> [Goal of the exercise]
Go through the entries below and say how many lines hold the word "base". Nothing else is needed.

> [Exercise material]
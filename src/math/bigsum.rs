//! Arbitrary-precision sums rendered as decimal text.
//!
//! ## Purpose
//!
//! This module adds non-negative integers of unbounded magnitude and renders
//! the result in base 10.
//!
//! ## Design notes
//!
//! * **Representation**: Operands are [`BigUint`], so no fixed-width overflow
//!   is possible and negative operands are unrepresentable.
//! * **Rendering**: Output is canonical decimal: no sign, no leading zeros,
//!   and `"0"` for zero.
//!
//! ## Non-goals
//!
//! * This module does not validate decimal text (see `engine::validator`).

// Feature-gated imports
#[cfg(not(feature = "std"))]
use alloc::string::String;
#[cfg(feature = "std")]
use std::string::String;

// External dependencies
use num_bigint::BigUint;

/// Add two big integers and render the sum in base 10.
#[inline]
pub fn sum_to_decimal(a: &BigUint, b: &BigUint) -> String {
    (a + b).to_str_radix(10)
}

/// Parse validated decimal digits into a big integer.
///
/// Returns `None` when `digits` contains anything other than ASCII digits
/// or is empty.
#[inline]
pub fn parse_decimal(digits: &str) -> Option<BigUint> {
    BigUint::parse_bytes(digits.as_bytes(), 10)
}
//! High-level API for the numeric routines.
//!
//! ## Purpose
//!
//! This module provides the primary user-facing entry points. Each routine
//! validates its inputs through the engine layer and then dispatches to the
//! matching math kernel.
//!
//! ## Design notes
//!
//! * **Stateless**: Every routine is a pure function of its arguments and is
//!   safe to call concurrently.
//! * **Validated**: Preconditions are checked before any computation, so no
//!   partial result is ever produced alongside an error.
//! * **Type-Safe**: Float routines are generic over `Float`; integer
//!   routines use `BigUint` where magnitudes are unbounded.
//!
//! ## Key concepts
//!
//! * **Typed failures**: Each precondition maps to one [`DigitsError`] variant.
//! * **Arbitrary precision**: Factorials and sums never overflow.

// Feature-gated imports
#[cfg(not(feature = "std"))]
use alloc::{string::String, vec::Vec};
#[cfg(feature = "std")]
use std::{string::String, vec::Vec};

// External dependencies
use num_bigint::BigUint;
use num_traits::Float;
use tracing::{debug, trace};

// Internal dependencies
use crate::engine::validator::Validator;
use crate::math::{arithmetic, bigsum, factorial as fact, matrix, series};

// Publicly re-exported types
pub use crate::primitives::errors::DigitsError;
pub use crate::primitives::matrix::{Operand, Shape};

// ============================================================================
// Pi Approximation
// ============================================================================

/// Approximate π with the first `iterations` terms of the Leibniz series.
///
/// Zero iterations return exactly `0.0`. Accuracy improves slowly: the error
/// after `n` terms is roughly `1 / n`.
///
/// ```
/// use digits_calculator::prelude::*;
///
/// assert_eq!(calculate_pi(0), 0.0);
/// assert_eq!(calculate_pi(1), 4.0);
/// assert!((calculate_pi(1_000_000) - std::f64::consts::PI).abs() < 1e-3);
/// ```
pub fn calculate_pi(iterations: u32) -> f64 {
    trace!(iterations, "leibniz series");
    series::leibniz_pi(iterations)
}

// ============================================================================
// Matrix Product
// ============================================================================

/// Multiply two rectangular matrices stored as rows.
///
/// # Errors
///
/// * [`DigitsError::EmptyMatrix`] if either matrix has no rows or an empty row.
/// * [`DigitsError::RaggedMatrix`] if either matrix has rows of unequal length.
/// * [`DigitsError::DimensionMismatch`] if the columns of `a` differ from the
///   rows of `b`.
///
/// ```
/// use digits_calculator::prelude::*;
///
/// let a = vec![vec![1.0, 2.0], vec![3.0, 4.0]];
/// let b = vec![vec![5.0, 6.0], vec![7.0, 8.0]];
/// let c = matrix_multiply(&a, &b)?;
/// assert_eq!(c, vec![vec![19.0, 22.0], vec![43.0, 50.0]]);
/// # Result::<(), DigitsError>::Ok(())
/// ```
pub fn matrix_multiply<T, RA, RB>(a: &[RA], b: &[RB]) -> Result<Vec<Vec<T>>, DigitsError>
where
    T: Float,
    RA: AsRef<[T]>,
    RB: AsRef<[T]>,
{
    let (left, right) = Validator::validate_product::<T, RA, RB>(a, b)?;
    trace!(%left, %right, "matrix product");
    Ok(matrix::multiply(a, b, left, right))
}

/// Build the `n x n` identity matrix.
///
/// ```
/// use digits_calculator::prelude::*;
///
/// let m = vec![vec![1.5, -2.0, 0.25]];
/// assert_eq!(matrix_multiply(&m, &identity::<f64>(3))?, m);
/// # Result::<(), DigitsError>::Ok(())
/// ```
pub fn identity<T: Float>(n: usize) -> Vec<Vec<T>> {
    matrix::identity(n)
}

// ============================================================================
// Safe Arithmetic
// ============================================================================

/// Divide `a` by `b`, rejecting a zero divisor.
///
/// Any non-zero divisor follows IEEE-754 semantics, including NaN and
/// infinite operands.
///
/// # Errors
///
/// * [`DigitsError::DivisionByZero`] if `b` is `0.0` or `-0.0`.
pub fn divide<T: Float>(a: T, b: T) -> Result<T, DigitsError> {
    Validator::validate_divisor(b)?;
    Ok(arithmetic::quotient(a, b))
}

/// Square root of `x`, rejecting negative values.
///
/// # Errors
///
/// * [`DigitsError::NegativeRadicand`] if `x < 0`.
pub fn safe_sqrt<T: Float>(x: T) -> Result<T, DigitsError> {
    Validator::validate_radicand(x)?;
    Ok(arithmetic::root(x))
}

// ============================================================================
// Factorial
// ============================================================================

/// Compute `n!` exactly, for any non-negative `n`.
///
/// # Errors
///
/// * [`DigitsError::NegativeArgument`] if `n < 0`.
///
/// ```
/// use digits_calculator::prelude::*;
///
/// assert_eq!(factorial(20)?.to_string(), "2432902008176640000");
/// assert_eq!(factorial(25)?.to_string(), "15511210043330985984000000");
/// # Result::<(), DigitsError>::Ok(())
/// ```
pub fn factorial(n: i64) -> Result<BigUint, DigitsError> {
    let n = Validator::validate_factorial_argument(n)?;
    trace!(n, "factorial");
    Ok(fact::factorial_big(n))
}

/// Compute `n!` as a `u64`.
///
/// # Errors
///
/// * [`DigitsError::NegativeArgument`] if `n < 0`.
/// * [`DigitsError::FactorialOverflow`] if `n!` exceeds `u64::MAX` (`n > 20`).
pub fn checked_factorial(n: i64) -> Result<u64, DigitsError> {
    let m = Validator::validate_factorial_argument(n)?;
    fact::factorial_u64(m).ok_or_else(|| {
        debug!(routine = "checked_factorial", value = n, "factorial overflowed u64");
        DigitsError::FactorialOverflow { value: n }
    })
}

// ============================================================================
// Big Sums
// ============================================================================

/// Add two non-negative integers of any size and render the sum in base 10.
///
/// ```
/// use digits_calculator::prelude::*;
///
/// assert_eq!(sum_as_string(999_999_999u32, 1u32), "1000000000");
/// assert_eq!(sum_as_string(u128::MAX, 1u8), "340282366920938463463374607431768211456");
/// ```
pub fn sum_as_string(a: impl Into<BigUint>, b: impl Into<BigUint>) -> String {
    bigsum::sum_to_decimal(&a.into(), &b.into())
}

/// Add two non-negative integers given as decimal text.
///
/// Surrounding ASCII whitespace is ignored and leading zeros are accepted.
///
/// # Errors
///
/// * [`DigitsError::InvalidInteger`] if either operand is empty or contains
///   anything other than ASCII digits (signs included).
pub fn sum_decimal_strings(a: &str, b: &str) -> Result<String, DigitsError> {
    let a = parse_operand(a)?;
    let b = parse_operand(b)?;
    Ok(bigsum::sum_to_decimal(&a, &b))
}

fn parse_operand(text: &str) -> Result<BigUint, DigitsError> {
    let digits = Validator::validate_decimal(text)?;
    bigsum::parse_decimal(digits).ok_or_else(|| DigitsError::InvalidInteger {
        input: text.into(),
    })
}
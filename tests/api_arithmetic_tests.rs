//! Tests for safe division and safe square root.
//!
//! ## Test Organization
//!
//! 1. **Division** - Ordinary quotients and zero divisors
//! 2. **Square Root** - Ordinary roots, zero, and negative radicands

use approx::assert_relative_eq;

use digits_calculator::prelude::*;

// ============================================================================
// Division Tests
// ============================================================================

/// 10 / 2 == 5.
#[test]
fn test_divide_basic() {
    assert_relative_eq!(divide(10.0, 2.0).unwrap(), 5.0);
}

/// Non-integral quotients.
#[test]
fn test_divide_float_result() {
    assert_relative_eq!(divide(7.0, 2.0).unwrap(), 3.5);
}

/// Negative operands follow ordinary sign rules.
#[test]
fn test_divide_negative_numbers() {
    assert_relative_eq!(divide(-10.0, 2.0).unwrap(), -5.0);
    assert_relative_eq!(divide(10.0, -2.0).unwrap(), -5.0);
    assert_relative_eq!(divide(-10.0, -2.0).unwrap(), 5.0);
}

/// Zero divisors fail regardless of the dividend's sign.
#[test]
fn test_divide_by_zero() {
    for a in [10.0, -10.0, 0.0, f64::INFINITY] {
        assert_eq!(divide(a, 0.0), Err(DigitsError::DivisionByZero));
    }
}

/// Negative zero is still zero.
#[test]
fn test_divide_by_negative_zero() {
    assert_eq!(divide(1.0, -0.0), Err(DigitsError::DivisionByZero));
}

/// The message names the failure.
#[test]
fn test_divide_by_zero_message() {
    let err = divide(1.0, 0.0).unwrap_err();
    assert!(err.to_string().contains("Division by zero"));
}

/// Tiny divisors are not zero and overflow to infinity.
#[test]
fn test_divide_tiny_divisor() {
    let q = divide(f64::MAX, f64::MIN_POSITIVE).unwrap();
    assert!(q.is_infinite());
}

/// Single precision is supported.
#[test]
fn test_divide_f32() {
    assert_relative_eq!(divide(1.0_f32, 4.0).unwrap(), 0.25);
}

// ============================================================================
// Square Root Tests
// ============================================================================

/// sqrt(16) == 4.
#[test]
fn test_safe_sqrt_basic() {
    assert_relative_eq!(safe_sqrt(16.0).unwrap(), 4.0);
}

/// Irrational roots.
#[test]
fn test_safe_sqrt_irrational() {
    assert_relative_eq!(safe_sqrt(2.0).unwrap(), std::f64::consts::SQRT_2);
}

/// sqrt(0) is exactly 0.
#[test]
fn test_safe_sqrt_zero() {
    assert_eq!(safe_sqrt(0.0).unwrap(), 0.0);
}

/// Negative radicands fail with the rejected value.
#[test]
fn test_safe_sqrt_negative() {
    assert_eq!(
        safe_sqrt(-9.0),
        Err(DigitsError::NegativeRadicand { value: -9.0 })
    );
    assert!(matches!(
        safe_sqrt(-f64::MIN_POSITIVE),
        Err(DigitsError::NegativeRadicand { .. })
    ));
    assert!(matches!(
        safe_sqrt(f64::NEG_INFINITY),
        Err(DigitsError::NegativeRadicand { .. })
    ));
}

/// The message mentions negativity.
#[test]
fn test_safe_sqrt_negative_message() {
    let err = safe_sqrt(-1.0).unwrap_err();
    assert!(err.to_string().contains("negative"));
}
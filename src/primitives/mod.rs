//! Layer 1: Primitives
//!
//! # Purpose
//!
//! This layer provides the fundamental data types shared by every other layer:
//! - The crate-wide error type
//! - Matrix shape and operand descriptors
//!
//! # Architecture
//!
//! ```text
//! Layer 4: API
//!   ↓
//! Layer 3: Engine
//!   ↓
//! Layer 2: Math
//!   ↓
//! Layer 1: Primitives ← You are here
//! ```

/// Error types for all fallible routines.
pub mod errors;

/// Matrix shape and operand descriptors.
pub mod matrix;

> [Exercise answer]
3